TO OUR FELLOW AMERICANS:

This is uncomfortable for us. The ethos of our industry correctly commands that we refrain from any activity that could be interpreted as advocacy. But those constraints have prevented us from telling an important story, one that is quietly destroying one of the foundations of our democracy.

Now we must speak out: American journalism faces an existential threat from tech giants like Google, Apple, and Facebook.

The monopolistic power of big tech is undermining the economic sustainability of the entire journalism industry. They have unrivaled capabilities to monetize content that is distributed on their platforms which they did not produce. They have a stranglehold on the digital advertising market. And they announce changes to their platforms at their glitzy conferences that without warning can have sweeping consequences for entire industries, particularly content producers like news publishers.

The transition to digital media has ravaged traditional news publishers. Newspapers shed 45% of their workforce from 2008 to 2017. Bedrock papers covering huge metropolitan areas have either shut down or are now just a shell of their former selves. The Cleveland Plain Dealer has just 33 reporters to serve a community of more than two million people, a 90 percent reduction since the turn of the century. Earlier this month, the New Orleans Times-Picayune was sold, ending its 182-year run and leaving all 161 of its staff unemployed.

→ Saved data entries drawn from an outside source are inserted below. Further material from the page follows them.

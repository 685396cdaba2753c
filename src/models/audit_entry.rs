use chrono::{DateTime, Utc};
use serde::{Deserialize, Serialize};
use uuid::Uuid;

use super::{ExportRecord, ExportStatus};

/// Lifecycle action recorded in the audit trail
#[derive(Debug, Clone, Copy, PartialEq, Eq, Serialize, Deserialize)]
#[serde(rename_all = "snake_case")]
pub enum AuditAction {
    /// An export artifact was registered
    Created,
    /// An export was downloaded
    Accessed,
    /// Status moved between active and expiring
    StatusChanged,
    /// Status moved to expired
    Expired,
    /// The backing file was removed and the record marked deleted
    Evicted,
    /// The retention clock was reset
    Extended,
    /// A retention policy was created, changed or deactivated
    PolicyChanged,
}

impl std::fmt::Display for AuditAction {
    fn fmt(&self, f: &mut std::fmt::Formatter<'_>) -> std::fmt::Result {
        match self {
            AuditAction::Created => write!(f, "created"),
            AuditAction::Accessed => write!(f, "accessed"),
            AuditAction::StatusChanged => write!(f, "status_changed"),
            AuditAction::Expired => write!(f, "expired"),
            AuditAction::Evicted => write!(f, "evicted"),
            AuditAction::Extended => write!(f, "extended"),
            AuditAction::PolicyChanged => write!(f, "policy_changed"),
        }
    }
}

impl std::str::FromStr for AuditAction {
    type Err = String;

    fn from_str(s: &str) -> Result<Self, Self::Err> {
        match s {
            "created" => Ok(AuditAction::Created),
            "accessed" => Ok(AuditAction::Accessed),
            "status_changed" => Ok(AuditAction::StatusChanged),
            "expired" => Ok(AuditAction::Expired),
            "evicted" => Ok(AuditAction::Evicted),
            "extended" => Ok(AuditAction::Extended),
            "policy_changed" => Ok(AuditAction::PolicyChanged),
            _ => Err(format!("Invalid audit action: {}", s)),
        }
    }
}

/// An immutable audit trail entry
#[derive(Debug, Clone, Serialize)]
pub struct AuditEntry {
    /// Insertion sequence; strictly increasing across the whole table
    pub seq: i64,
    /// Unique identifier for this entry
    pub id: Uuid,
    /// Export the entry refers to (None for policy changes)
    pub export_id: Option<String>,
    pub action: AuditAction,
    pub old_status: Option<ExportStatus>,
    pub new_status: Option<ExportStatus>,
    /// Retention period in effect after the action
    pub retention_days: Option<u32>,
    /// Artifact size in bytes at the time of the action
    pub file_size: Option<u64>,
    /// Free-text reason (e.g. "expired", "emergency", "policy csv=14")
    pub reason: Option<String>,
    pub timestamp: DateTime<Utc>,
}

/// Input for appending an audit entry
#[derive(Debug, Clone, PartialEq)]
pub struct NewAuditEntry {
    pub export_id: Option<String>,
    pub action: AuditAction,
    pub old_status: Option<ExportStatus>,
    pub new_status: Option<ExportStatus>,
    pub retention_days: Option<u32>,
    pub file_size: Option<u64>,
    pub reason: Option<String>,
    pub timestamp: DateTime<Utc>,
}

impl NewAuditEntry {
    /// Build an entry describing `record` after `action`, moving from `old_status`.
    pub fn for_record(
        action: AuditAction,
        record: &ExportRecord,
        old_status: Option<ExportStatus>,
        timestamp: DateTime<Utc>,
    ) -> Self {
        Self {
            export_id: Some(record.id.clone()),
            action,
            old_status,
            new_status: Some(record.status),
            retention_days: Some(record.retention_days),
            file_size: Some(record.size_bytes),
            reason: None,
            timestamp,
        }
    }

    /// Build a policy change entry not tied to any export.
    pub fn policy_changed(
        reason: impl Into<String>,
        retention_days: Option<u32>,
        timestamp: DateTime<Utc>,
    ) -> Self {
        Self {
            export_id: None,
            action: AuditAction::PolicyChanged,
            old_status: None,
            new_status: None,
            retention_days,
            file_size: None,
            reason: Some(reason.into()),
            timestamp,
        }
    }

    pub fn with_reason(mut self, reason: impl Into<String>) -> Self {
        self.reason = Some(reason.into());
        self
    }
}

/// Query parameters for listing audit entries
#[derive(Debug, Clone, Default, Deserialize)]
pub struct AuditEntryQuery {
    /// Filter by export ID
    pub export_id: Option<String>,
    /// Filter by action
    pub action: Option<AuditAction>,
    /// Start of time range (inclusive)
    pub from: Option<DateTime<Utc>>,
    /// End of time range (exclusive)
    pub to: Option<DateTime<Utc>>,
    /// Only entries with a sequence number greater than this
    pub after_seq: Option<i64>,
    /// Maximum number of results to return
    pub limit: Option<i64>,
}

The business model of the journalism industry is based on advertising revenue, and it has been collapsing. In 2000, advertising made up more than 80 percent of the total revenue for news publishers, with subscriptions contributing just 18 percent. By 2017, advertising revenue had shrunk by more than two-thirds while that from subscriptions was basically flat.

Advertising revenue didn’t disappear; businesses still spend billions to get their products in front of consumers. The revenue has just shifted from traditional print ads to digital. And the tech giants dominate digital ads. Google and Facebook control nearly two-thirds of all digital ad revenue and are gobbling up nine out of every ten new dollars spent in this growing market.

It’s no wonder that newsrooms are shutting down and all types of media professionals are being laid off. In 2018 alone, more than 15,000 journalists and media staff lost their jobs. In the first months of 2019, another 2,500 reporters have joined the ranks of the unemployed. And it’s not just the death of the traditional newspaper, even previously successful digital outlets are also slashing staff at an alarming rate.

This is having a massive impact on how news is reaching the American people. It’s creating “news deserts” in more than 1,300 communities across the country that no longer have any local news coverage. It’s exacerbating the fake news problem by incentivizing the sensational and cheap in the search for clicks over high-quality journalism that Americans can trust. And it’s changing the way major events, like the Iowa Caucuses, are covered, as the Des Moines Register is forced to pull reporters off other beats in an already short-staffed operation just to track the candidates.

James Madison said that “knowledge will forever govern ignorance; and a people who mean to be their own governors must arm themselves with the power that knowledge gives.”

We are speaking out because Americans’ access to knowledge is under threat. The economic sustainability of America’s free press must now be on the national agenda. The monopolistic power of the tech giants threatens one of the cornerstones of American democracy. Join us in our fight to Save Journalism.